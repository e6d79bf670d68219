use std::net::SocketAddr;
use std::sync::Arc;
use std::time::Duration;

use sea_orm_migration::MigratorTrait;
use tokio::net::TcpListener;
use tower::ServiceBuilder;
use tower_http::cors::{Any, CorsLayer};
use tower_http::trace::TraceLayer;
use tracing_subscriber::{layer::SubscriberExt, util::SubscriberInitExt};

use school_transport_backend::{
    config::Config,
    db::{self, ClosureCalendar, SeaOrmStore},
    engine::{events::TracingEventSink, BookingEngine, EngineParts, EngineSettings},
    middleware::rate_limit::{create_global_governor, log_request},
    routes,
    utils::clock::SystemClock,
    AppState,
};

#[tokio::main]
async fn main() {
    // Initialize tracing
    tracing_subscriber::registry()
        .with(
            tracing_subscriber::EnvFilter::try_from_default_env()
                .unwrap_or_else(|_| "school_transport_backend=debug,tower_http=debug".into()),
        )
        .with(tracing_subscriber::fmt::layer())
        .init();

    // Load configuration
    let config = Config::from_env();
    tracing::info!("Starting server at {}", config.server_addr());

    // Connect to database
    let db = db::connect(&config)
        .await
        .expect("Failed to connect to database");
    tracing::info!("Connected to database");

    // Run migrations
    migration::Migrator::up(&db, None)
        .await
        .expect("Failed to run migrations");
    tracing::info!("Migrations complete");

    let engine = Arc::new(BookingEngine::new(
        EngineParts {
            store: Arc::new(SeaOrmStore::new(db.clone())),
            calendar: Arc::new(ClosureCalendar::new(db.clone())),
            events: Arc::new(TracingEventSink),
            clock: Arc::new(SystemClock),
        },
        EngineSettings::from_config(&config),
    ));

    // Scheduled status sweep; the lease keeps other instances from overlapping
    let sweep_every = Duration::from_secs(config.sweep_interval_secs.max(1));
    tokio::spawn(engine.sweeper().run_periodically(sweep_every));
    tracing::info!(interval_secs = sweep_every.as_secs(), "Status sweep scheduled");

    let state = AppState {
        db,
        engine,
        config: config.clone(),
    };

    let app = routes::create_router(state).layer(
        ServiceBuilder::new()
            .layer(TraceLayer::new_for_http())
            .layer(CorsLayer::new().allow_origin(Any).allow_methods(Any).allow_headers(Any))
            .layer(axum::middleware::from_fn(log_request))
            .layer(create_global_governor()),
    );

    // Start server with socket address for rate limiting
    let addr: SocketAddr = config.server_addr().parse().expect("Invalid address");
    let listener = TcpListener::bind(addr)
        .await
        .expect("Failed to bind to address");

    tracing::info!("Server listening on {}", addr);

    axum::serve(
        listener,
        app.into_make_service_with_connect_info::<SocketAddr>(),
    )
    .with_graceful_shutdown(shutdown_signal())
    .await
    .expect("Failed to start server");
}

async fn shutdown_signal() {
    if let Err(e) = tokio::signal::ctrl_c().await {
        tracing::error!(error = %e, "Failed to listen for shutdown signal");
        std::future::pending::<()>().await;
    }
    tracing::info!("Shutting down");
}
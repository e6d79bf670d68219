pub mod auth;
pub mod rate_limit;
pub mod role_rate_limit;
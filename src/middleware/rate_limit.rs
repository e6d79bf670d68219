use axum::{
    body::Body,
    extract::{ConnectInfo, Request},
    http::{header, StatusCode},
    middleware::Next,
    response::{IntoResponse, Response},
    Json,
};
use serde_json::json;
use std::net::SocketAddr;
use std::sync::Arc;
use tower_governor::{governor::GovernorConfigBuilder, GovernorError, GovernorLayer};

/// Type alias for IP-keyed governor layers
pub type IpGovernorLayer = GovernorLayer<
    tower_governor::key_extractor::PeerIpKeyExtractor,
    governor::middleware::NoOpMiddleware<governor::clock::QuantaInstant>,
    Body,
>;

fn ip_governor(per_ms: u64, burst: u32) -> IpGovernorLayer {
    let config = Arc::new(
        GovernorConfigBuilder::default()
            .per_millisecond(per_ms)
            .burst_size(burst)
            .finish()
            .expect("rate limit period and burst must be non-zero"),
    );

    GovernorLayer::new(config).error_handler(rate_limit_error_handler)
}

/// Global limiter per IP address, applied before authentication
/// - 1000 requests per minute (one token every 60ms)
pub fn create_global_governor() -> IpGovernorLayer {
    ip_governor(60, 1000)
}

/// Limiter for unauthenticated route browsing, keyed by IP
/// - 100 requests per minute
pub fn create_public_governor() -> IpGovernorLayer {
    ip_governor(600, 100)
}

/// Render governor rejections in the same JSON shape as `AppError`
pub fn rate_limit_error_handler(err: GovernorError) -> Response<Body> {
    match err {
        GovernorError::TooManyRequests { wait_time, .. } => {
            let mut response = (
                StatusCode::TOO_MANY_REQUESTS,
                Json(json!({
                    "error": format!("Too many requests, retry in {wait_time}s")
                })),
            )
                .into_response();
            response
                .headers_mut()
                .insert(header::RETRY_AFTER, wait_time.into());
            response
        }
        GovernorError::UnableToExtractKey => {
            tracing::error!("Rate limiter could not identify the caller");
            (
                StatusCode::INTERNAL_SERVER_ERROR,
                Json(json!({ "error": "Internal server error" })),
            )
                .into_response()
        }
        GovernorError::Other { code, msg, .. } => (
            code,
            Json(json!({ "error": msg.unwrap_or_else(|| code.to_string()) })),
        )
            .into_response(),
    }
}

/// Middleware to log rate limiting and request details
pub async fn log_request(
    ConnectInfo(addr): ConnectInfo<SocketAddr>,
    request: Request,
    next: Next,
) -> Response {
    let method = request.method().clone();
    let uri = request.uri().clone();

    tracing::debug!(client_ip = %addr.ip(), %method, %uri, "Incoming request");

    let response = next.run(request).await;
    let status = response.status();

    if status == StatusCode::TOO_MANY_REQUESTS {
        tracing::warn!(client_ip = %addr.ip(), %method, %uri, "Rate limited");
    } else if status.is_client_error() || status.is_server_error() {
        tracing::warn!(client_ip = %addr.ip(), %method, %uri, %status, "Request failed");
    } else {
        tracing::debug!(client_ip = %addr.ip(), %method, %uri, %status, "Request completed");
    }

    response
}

...

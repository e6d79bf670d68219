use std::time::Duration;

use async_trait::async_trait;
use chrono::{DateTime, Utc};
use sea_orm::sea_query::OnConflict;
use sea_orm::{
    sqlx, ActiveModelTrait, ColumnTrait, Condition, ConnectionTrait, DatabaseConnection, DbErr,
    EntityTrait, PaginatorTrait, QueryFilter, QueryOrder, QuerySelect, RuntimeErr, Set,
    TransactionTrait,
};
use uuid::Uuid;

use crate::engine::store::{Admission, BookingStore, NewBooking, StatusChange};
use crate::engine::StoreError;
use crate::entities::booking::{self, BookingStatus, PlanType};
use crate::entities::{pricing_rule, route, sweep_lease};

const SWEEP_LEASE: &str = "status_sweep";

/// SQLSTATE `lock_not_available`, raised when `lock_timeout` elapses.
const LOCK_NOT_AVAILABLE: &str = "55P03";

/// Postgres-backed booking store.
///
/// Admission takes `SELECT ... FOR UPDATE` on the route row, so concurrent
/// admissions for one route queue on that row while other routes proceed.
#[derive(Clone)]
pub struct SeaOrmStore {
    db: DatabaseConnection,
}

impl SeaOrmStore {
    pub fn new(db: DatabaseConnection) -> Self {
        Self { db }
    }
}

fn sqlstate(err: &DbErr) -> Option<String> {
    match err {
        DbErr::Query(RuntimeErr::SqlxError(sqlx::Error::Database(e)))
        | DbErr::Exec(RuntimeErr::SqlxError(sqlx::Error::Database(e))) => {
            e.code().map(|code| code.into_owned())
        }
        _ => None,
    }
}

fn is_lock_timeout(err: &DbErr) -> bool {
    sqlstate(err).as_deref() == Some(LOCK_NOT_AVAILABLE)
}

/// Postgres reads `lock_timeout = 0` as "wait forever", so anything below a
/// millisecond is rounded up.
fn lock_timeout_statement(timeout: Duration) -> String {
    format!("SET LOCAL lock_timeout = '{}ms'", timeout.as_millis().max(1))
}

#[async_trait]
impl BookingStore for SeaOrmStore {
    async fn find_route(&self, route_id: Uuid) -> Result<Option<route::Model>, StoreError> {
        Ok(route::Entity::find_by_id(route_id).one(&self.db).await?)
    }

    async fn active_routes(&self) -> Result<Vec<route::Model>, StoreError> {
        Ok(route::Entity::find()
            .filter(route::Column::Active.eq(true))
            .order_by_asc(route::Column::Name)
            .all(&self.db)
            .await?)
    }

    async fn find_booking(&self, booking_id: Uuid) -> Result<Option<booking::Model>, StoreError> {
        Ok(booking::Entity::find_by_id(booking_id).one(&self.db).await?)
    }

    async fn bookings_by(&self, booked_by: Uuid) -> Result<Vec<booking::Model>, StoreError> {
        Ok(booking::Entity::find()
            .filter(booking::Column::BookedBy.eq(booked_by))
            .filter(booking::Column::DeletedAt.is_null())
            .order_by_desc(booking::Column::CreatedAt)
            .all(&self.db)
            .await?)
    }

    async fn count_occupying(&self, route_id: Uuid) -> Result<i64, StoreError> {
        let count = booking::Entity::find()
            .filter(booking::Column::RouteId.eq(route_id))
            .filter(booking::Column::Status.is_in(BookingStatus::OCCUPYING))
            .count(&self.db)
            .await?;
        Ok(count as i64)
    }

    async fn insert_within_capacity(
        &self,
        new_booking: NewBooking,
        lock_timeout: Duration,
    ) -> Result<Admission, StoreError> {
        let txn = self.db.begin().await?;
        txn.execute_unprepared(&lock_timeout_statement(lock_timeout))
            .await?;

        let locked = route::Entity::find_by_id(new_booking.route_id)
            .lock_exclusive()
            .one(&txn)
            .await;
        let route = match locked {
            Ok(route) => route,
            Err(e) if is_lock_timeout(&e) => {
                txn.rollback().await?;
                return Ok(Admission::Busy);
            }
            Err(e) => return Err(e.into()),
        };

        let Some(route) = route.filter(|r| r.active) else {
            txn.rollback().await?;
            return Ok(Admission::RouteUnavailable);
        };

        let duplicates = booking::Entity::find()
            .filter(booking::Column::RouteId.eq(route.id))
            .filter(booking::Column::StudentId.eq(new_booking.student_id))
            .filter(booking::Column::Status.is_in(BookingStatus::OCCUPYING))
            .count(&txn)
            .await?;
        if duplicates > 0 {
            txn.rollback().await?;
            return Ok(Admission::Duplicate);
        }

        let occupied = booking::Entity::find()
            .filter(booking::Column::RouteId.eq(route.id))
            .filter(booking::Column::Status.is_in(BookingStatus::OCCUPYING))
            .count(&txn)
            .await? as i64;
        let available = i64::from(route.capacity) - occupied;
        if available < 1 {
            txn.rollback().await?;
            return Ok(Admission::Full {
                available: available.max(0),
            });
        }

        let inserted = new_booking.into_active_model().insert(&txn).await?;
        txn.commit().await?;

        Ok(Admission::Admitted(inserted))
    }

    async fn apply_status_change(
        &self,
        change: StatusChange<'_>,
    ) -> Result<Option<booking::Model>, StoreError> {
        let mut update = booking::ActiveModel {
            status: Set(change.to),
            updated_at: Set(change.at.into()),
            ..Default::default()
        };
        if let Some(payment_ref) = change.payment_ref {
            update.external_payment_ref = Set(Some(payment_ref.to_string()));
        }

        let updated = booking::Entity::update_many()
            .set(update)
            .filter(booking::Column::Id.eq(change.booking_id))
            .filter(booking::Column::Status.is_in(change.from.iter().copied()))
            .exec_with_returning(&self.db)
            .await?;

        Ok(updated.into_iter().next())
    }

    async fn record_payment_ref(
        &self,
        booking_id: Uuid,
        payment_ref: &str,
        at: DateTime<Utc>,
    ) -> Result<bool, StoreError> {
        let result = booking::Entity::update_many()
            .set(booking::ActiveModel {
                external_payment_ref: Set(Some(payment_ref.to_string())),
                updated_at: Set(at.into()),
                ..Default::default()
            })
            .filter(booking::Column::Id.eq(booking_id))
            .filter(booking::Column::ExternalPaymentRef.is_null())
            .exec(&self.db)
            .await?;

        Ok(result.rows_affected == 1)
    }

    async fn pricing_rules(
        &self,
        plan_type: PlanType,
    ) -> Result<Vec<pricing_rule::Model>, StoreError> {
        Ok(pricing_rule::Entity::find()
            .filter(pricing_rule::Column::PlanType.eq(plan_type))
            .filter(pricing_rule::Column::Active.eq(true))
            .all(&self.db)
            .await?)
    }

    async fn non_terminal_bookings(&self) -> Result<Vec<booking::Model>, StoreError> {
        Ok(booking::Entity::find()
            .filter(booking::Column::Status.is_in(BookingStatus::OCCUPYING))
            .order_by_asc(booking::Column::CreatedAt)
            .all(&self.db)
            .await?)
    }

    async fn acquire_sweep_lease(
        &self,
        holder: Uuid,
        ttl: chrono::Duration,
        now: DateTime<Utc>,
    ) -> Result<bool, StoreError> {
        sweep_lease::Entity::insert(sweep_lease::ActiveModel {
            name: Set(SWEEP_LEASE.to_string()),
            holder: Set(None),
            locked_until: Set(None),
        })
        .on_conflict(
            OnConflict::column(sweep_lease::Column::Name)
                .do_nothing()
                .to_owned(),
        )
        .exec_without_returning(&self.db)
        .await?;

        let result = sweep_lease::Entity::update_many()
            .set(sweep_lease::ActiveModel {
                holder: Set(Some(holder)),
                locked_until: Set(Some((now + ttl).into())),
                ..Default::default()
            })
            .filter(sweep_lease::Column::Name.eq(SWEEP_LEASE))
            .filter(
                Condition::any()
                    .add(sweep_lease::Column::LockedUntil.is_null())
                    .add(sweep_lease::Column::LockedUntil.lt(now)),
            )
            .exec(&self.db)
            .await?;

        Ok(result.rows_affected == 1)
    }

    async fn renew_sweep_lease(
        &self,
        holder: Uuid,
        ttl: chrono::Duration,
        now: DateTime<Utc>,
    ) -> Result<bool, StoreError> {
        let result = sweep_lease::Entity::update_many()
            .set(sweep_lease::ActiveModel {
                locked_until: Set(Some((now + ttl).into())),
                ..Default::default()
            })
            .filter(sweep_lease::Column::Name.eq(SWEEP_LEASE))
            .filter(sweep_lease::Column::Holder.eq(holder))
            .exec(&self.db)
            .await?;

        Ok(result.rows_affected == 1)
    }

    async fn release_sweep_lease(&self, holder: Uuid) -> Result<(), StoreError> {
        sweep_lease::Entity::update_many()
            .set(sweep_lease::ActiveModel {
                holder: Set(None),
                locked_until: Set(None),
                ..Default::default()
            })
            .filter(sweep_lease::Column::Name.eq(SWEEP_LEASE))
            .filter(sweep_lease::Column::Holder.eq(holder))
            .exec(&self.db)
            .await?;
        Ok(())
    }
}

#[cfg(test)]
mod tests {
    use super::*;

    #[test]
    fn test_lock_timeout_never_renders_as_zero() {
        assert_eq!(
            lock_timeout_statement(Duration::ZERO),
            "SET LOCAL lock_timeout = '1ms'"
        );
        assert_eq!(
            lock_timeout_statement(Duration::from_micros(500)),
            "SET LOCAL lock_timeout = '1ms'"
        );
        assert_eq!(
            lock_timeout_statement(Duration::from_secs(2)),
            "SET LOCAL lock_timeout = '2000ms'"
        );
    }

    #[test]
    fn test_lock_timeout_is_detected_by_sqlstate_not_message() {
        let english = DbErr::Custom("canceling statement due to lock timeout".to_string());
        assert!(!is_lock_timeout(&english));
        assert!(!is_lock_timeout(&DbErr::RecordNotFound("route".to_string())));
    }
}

* * *

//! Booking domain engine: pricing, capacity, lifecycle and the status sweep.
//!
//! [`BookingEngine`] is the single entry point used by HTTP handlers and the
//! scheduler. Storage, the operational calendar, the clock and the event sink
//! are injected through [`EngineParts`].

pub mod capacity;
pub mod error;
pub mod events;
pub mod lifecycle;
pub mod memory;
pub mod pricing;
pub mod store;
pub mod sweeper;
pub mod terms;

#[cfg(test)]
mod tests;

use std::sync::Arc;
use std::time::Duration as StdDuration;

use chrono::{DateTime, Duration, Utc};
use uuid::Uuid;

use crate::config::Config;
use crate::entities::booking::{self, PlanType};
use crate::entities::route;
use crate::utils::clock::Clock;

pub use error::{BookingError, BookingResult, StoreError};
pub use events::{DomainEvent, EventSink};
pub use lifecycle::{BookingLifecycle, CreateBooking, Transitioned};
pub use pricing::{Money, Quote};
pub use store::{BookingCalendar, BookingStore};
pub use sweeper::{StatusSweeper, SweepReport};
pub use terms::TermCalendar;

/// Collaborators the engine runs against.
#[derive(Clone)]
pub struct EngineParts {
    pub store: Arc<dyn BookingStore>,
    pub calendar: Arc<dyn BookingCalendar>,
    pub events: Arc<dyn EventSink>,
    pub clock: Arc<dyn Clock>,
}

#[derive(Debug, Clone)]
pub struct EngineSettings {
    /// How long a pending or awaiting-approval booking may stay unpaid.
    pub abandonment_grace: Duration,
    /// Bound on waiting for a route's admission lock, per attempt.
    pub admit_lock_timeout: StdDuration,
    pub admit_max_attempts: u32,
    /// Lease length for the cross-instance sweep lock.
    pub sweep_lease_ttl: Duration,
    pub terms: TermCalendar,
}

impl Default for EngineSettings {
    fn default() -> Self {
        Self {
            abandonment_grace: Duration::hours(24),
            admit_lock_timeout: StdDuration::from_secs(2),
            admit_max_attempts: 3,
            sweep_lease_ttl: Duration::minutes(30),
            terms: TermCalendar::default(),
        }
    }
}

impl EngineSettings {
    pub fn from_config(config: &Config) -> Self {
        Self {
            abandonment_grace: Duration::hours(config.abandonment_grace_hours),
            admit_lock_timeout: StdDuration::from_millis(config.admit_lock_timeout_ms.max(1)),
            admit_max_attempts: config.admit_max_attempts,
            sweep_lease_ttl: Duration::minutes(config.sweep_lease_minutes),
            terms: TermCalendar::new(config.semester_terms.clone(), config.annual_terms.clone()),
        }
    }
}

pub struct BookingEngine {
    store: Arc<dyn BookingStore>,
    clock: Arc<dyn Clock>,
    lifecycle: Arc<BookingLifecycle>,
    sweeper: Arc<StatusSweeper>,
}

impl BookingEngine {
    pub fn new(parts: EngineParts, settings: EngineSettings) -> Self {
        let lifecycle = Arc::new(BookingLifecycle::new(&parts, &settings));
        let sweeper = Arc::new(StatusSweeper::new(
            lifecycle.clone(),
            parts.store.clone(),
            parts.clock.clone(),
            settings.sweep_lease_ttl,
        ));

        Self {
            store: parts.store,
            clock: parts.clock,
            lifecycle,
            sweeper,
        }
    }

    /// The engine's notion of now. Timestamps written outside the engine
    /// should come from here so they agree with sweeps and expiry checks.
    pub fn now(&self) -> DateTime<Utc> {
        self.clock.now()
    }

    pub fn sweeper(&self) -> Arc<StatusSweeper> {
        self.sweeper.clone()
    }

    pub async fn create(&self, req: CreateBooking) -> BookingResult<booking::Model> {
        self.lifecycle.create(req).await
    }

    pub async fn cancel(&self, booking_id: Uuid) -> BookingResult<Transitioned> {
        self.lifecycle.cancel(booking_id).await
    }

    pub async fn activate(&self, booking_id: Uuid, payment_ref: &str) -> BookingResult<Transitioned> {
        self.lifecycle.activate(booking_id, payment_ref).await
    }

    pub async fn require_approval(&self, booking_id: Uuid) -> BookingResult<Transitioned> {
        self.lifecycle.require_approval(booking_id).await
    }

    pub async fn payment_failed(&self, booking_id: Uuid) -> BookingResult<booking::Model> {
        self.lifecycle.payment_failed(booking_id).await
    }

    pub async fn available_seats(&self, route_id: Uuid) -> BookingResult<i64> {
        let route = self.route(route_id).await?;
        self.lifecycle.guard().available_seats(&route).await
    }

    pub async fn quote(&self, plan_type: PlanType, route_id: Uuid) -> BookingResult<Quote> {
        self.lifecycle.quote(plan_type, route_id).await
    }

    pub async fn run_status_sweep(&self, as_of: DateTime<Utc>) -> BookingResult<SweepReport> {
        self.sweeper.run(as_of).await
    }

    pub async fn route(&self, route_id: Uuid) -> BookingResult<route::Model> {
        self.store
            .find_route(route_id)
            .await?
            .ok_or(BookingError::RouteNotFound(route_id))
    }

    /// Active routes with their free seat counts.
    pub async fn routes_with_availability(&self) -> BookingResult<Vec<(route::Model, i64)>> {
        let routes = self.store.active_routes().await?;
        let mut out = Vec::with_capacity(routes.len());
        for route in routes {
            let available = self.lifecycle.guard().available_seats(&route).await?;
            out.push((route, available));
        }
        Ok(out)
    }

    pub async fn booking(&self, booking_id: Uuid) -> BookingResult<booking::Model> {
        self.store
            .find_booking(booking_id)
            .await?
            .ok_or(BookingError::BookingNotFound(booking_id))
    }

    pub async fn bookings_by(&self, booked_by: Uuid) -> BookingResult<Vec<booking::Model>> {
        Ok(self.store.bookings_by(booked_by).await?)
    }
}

§ **Exercise objective**
Go line by line through the records and copy those that contain the word "CorsLayer".

§ **Exercise answer**
use tower_http::cors::{Any, CorsLayer};
            .layer(CorsLayer::new().allow_origin(Any).allow_methods(Any).allow_headers(Any))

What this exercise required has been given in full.